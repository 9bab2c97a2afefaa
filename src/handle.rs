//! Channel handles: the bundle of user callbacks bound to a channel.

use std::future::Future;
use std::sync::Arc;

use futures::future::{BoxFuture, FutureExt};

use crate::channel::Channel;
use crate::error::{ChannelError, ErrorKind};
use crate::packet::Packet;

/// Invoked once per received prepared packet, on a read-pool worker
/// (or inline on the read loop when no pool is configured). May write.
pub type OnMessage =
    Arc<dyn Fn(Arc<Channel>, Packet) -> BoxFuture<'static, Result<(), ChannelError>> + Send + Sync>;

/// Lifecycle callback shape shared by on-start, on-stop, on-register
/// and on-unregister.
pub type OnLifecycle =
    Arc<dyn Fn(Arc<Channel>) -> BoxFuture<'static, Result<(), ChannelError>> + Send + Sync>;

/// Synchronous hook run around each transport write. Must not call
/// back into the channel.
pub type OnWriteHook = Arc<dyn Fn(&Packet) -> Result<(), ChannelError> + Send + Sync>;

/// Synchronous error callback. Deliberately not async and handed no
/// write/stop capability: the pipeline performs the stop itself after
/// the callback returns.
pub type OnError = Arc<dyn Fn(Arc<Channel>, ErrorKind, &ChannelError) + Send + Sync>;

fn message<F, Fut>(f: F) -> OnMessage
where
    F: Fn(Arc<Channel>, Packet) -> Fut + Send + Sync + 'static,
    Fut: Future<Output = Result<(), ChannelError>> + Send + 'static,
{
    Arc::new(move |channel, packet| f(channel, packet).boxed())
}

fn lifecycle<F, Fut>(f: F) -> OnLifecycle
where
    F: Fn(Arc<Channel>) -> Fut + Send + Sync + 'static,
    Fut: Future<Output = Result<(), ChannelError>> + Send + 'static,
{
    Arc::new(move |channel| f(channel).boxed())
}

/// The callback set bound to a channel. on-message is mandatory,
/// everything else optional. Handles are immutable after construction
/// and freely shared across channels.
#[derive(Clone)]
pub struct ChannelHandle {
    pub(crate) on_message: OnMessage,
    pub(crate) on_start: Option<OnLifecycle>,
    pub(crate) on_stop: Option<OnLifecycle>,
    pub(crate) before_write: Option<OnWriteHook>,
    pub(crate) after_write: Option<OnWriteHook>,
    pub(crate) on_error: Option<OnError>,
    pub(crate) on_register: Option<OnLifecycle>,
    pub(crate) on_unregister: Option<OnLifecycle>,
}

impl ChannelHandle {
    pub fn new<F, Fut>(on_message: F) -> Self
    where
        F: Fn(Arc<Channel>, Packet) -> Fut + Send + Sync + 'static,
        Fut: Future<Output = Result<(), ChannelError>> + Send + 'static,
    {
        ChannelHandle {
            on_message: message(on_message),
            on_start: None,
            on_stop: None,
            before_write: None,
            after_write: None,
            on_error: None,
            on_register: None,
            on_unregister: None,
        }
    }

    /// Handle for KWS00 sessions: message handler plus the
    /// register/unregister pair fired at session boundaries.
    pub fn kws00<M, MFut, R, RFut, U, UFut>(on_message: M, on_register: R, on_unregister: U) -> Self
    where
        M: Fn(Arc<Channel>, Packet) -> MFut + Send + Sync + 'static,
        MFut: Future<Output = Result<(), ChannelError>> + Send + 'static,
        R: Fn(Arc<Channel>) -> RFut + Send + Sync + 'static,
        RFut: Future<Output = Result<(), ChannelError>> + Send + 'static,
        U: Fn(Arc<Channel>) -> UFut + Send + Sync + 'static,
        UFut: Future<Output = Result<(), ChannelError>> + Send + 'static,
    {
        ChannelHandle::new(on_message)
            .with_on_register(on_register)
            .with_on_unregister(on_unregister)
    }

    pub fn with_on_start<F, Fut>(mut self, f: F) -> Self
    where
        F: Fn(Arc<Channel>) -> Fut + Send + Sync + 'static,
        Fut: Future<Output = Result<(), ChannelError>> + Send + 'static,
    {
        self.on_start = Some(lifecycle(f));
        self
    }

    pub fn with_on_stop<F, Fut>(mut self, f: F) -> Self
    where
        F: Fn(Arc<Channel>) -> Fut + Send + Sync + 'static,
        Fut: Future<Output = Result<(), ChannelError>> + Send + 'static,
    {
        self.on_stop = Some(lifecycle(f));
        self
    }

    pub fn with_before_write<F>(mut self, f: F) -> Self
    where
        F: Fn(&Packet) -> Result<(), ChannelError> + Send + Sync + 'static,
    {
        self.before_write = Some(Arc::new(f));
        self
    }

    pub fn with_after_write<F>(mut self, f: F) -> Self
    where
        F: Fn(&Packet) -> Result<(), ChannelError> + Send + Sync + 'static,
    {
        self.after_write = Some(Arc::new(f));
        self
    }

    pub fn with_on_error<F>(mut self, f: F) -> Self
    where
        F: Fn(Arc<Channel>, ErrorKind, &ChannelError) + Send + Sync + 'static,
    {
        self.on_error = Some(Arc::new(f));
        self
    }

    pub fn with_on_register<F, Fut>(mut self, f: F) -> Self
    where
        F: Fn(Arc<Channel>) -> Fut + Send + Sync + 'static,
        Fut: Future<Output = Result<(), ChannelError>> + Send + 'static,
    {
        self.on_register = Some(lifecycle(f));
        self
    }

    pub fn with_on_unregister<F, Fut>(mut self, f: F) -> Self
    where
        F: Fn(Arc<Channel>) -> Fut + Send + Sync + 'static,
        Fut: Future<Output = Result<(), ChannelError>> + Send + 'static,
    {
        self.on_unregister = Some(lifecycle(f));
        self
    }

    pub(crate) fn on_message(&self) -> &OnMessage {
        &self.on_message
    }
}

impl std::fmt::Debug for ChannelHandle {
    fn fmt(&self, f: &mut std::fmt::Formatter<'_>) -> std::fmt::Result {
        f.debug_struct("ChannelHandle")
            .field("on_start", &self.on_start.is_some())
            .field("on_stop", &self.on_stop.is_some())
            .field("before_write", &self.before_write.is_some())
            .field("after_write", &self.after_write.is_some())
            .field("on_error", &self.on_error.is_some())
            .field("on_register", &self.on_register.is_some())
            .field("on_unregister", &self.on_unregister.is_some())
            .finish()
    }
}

======

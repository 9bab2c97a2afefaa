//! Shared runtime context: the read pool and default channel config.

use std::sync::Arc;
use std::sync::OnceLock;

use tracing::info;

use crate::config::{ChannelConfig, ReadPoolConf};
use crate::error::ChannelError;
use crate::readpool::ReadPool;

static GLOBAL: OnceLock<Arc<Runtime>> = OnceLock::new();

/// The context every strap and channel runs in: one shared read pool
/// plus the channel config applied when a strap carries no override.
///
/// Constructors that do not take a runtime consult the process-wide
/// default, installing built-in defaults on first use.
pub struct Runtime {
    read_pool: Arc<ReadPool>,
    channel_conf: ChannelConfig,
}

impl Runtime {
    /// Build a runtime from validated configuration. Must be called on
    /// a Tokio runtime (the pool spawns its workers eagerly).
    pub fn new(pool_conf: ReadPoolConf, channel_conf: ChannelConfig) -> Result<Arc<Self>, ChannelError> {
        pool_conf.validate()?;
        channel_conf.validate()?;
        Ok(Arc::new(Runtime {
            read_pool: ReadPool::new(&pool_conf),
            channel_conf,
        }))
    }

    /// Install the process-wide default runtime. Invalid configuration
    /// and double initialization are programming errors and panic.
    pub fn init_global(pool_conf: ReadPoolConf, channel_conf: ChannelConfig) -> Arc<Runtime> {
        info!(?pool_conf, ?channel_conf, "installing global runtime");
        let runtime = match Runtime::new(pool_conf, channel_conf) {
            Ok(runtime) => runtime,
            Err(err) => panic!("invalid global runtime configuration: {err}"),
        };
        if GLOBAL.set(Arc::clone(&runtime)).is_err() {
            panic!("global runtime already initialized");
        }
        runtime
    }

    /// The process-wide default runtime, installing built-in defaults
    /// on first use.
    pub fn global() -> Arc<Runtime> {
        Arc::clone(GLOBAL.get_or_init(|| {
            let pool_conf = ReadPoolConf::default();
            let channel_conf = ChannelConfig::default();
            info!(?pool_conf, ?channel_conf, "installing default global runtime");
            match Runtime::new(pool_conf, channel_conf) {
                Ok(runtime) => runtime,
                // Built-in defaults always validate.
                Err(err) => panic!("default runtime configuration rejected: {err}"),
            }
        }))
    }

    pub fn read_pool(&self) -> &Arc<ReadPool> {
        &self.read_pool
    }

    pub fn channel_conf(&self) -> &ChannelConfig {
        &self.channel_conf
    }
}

======

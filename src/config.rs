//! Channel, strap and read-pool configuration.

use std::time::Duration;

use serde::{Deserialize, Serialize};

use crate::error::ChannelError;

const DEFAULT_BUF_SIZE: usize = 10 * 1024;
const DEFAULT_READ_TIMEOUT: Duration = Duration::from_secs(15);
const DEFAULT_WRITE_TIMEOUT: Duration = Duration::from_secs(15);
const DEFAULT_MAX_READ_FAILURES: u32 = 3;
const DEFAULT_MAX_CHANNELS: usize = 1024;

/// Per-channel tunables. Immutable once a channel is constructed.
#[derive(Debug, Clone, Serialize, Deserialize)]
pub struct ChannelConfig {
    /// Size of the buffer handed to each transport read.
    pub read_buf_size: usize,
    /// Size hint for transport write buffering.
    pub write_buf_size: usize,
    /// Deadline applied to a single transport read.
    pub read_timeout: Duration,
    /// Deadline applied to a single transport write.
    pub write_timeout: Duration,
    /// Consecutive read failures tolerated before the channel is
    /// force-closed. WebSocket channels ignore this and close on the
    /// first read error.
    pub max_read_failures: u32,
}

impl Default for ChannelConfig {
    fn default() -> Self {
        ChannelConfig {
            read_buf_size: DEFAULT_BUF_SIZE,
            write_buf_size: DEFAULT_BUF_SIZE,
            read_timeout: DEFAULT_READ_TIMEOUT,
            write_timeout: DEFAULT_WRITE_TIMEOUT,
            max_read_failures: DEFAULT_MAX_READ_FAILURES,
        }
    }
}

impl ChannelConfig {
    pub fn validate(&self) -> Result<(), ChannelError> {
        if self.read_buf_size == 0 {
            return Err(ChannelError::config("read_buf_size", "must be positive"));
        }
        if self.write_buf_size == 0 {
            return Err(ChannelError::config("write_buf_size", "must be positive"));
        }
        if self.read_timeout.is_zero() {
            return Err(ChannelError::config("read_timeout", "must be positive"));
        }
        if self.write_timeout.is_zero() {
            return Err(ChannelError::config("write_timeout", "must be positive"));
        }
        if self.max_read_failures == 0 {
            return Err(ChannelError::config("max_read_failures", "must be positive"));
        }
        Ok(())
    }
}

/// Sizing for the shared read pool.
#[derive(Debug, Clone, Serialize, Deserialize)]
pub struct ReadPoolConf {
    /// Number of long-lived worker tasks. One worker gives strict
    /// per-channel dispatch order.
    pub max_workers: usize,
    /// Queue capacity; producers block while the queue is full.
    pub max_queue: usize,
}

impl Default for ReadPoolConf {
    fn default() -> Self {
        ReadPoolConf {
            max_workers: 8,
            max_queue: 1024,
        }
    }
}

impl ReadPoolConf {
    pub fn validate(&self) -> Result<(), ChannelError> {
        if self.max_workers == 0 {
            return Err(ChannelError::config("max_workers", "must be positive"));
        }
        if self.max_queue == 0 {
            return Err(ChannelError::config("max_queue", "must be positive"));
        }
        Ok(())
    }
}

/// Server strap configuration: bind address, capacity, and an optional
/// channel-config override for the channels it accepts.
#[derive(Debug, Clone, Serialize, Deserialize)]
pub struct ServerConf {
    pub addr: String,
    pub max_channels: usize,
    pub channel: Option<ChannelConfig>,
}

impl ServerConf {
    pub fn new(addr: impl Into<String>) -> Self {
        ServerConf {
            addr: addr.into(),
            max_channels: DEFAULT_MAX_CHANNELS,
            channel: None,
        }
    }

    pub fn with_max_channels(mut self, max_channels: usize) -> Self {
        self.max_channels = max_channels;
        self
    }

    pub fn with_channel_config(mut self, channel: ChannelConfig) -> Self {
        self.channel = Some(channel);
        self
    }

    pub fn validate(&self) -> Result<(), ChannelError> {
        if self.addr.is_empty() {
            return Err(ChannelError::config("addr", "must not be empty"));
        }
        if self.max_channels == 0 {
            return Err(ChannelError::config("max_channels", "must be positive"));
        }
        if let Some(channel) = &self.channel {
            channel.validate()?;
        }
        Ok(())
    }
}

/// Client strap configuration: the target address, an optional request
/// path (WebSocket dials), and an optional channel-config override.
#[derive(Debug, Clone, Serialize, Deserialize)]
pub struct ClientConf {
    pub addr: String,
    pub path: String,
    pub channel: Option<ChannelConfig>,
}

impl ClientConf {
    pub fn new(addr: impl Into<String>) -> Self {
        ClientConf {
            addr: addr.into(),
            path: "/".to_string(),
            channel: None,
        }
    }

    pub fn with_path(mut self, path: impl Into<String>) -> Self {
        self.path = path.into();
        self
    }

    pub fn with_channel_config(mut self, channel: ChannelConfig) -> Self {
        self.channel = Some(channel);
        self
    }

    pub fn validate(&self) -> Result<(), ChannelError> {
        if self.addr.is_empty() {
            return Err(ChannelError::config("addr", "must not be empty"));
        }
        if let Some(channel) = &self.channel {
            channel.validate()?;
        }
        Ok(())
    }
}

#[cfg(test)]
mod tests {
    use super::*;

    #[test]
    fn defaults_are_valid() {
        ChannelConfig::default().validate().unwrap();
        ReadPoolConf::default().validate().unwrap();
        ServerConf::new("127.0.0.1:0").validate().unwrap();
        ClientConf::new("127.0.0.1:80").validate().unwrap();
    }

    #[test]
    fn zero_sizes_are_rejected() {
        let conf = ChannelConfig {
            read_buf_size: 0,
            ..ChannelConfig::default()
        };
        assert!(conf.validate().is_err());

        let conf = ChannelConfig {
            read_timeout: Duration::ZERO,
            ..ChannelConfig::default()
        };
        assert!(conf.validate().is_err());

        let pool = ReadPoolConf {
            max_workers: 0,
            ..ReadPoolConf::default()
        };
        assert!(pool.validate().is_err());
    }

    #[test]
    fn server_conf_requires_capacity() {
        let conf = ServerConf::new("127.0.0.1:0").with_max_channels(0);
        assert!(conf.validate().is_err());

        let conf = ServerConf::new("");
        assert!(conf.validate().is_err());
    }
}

======

**What the exercise asks:**
Give only the number of lines in the records that include the word "applied".

**Exercise output:**
3